On the checkout page of the Lazy Bee Scripts web site, there’s a drop-down list that allows the customer to select their title. It’s a very short list. I think the record for choice of titles was held by a Canadian web site with over a hundred, but I can’t find that one, so I’ll have to make do with citing Fortnum and Mason which (when I last checked) listed 56 options. (They anticipate more orders from military officers, bishops and nobility than we do). Our list has just seven options. I’m thinking of scrapping it, or replacing it with just one. Aside from the gender-neutral options (Dr, Prof, Rev), there is one male honorific and three female: Mrs, Miss and Ms. One of the reasons for scrapping it is the number of instances in which we end up addressing men with the title Ms. This happens because a small number of men seem to assume that the default title is (or should be) the male one, whereas Ms is our default because, by a small margin, when we first set the list, most of our customers were female.

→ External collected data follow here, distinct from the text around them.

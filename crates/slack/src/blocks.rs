use serde::Serialize;

use wexu_core::domain::user::User;

#[derive(Clone, Debug, PartialEq, Eq, Serialize)]
#[serde(tag = "type", rename_all = "snake_case")]
pub enum TextObject {
    PlainText { text: String },
    Mrkdwn { text: String },
}

impl TextObject {
    pub fn plain(text: impl Into<String>) -> Self {
        Self::PlainText { text: text.into() }
    }

    pub fn mrkdwn(text: impl Into<String>) -> Self {
        Self::Mrkdwn { text: text.into() }
    }
}

#[derive(Clone, Debug, PartialEq, Eq, Serialize)]
#[serde(tag = "type", rename_all = "snake_case")]
pub enum Block {
    Section { block_id: String, text: TextObject },
    Context { block_id: String, elements: Vec<TextObject> },
    Divider { block_id: String },
}

#[derive(Clone, Debug, PartialEq, Eq, Serialize)]
pub struct MessageTemplate {
    pub fallback_text: String,
    pub blocks: Vec<Block>,
}

pub struct MessageBuilder {
    fallback_text: String,
    blocks: Vec<Block>,
}

impl MessageBuilder {
    pub fn new(fallback_text: impl Into<String>) -> Self {
        Self { fallback_text: fallback_text.into(), blocks: Vec::new() }
    }

    pub fn section<F>(mut self, block_id: impl Into<String>, build: F) -> Self
    where
        F: FnOnce(&mut SectionBuilder),
    {
        let mut builder = SectionBuilder::default();
        build(&mut builder);
        self.blocks.push(Block::Section { block_id: block_id.into(), text: builder.build() });
        self
    }

    pub fn context<F>(mut self, block_id: impl Into<String>, build: F) -> Self
    where
        F: FnOnce(&mut ContextBuilder),
    {
        let mut builder = ContextBuilder::default();
        build(&mut builder);
        self.blocks.push(Block::Context { block_id: block_id.into(), elements: builder.build() });
        self
    }

    pub fn divider(mut self, block_id: impl Into<String>) -> Self {
        self.blocks.push(Block::Divider { block_id: block_id.into() });
        self
    }

    pub fn build(self) -> MessageTemplate {
        MessageTemplate { fallback_text: self.fallback_text, blocks: self.blocks }
    }
}

#[derive(Default)]
pub struct SectionBuilder {
    text: Option<TextObject>,
}

impl SectionBuilder {
    pub fn plain(&mut self, text: impl Into<String>) -> &mut Self {
        self.text = Some(TextObject::plain(text));
        self
    }

    pub fn mrkdwn(&mut self, text: impl Into<String>) -> &mut Self {
        self.text = Some(TextObject::mrkdwn(text));
        self
    }

    fn build(self) -> TextObject {
        self.text.unwrap_or_else(|| TextObject::plain(""))
    }
}

#[derive(Default)]
pub struct ContextBuilder {
    elements: Vec<TextObject>,
}

impl ContextBuilder {
    pub fn plain(&mut self, text: impl Into<String>) -> &mut Self {
        self.elements.push(TextObject::plain(text));
        self
    }

    pub fn mrkdwn(&mut self, text: impl Into<String>) -> &mut Self {
        self.elements.push(TextObject::mrkdwn(text));
        self
    }

    fn build(self) -> Vec<TextObject> {
        self.elements
    }
}

pub fn profile_message(user: &User) -> MessageTemplate {
    let summary = format!("Exp: `{}`, level: {}", user.exp, user.level);
    MessageBuilder::new(summary.clone())
        .section("profile.summary.v1", |section| {
            section.mrkdwn(summary);
        })
        .build()
}

pub const NO_EXPERIENCE_TEXT: &str =
    "You have no experience yet. Chat and react in the channels to earn some.";

/// Reply to `$profile` from a member the ledger has never seen.
pub fn no_experience_message() -> MessageTemplate {
    MessageBuilder::new(NO_EXPERIENCE_TEXT)
        .section("profile.no_experience.v1", |section| {
            section.plain(NO_EXPERIENCE_TEXT);
        })
        .build()
}

pub fn leaderboard_message(users: &[User]) -> MessageTemplate {
    if users.is_empty() {
        return MessageBuilder::new("No users reached the top")
            .section("leaderboard.empty.v1", |section| {
                section.plain("No users reached the top");
            })
            .build();
    }

    let rows = users
        .iter()
        .enumerate()
        .map(|(index, user)| {
            format!(
                "{rank}. {label} | level {level} | balance {balance}",
                rank = index + 1,
                label = user.display_label(),
                level = user.level,
                balance = user.balance,
            )
        })
        .collect::<Vec<_>>()
        .join("\n");

    MessageBuilder::new(format!("Top {} members", users.len()))
        .section("leaderboard.header.v1", |section| {
            section.mrkdwn("*Top members*");
        })
        .divider("leaderboard.divider.v1")
        .section("leaderboard.rows.v1", |section| {
            section.mrkdwn(rows);
        })
        .build()
}

pub fn command_unavailable_message(command: &str) -> MessageTemplate {
    let summary = format!("`{command}` is not available in this workspace yet.");
    MessageBuilder::new(summary.clone())
        .section("command.unavailable.v1", |section| {
            section.mrkdwn(summary);
        })
        .build()
}

pub fn error_message(summary: &str, correlation_id: &str) -> MessageTemplate {
    MessageBuilder::new(summary.to_owned())
        .section("command.error.summary.v1", |section| {
            section.mrkdwn(format!(":warning: {summary}"));
        })
        .context("command.error.context.v1", |context| {
            context.plain(format!("Correlation ID: {correlation_id}"));
        })
        .build()
}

We offer Mrs and Miss because some women find Ms clumsy and artificial – but then all titles are artificial. Aside from signifiers of earned rank (Doctor, Brigadier, etc.), titles are a social construct; a polite form of address. They are an artefact of a language and society. Some languages do without them (my friend suggested Norwegian as an example), some rely on patronymics for polite formality. English has co-opted Master and Mistress, originally polite acknowledgements of authority, and then corrupted the latter by turning it into a designator of marital status, whilst not adopting the same path for the male component. (Some weeks ago, when I was discussing this subject, I came across Sara Wheeler talking about this on Radio 4’s ‘A Point of View’. Well worth a listen, particularly if you want a little more of the history.)
I am of the view that not only is it unnecessary to use a form of address that includes marital status, but also that for most forms of communication gender is completely irrelevant. But what should one do instead? I am so old that I find the polite form deeply ingrained. The problem with ditching all titles – which is otherwise a good option – is that it loses the distinction between politeness and familiarity. As it is, I can distinguish between formal enquiries and snake-oil salesmen who are trying to pose as my best mate. I would prefer to have the option of a polite form of address. The friend with whom I was discussing this preferred M, others already use Mx. I’m afraid that those irritate me. I think it’s the way they stand for something without that something being explicit. I would prefer to co-opt a word that is already in use. “Comrade” carries too much baggage (Tovarisch). “Friend” would be inappropriate in some circumstances (a court summons, for example). My favoured option is Citizen. It’s a bit long-winded (three syllables), but it conveys a polite address to someone with a shared participation in society. (Arguably, it is weighed-down by the French Revolution, but these days most of us aren’t particularly troubled by that.) One objection to Citizen is that, technically, British people are not citizens; in a monarchy we are subjects. (I object to being a subject.) One cannot address a customer as Subject. I looked-up synonyms for Citizen, hoping for something better. The results were mildly depressing: subject, national, native, taxpayer, voter. The best (but most ridiculous) was cosmopolite.
So, do you mind if I call you Citizen?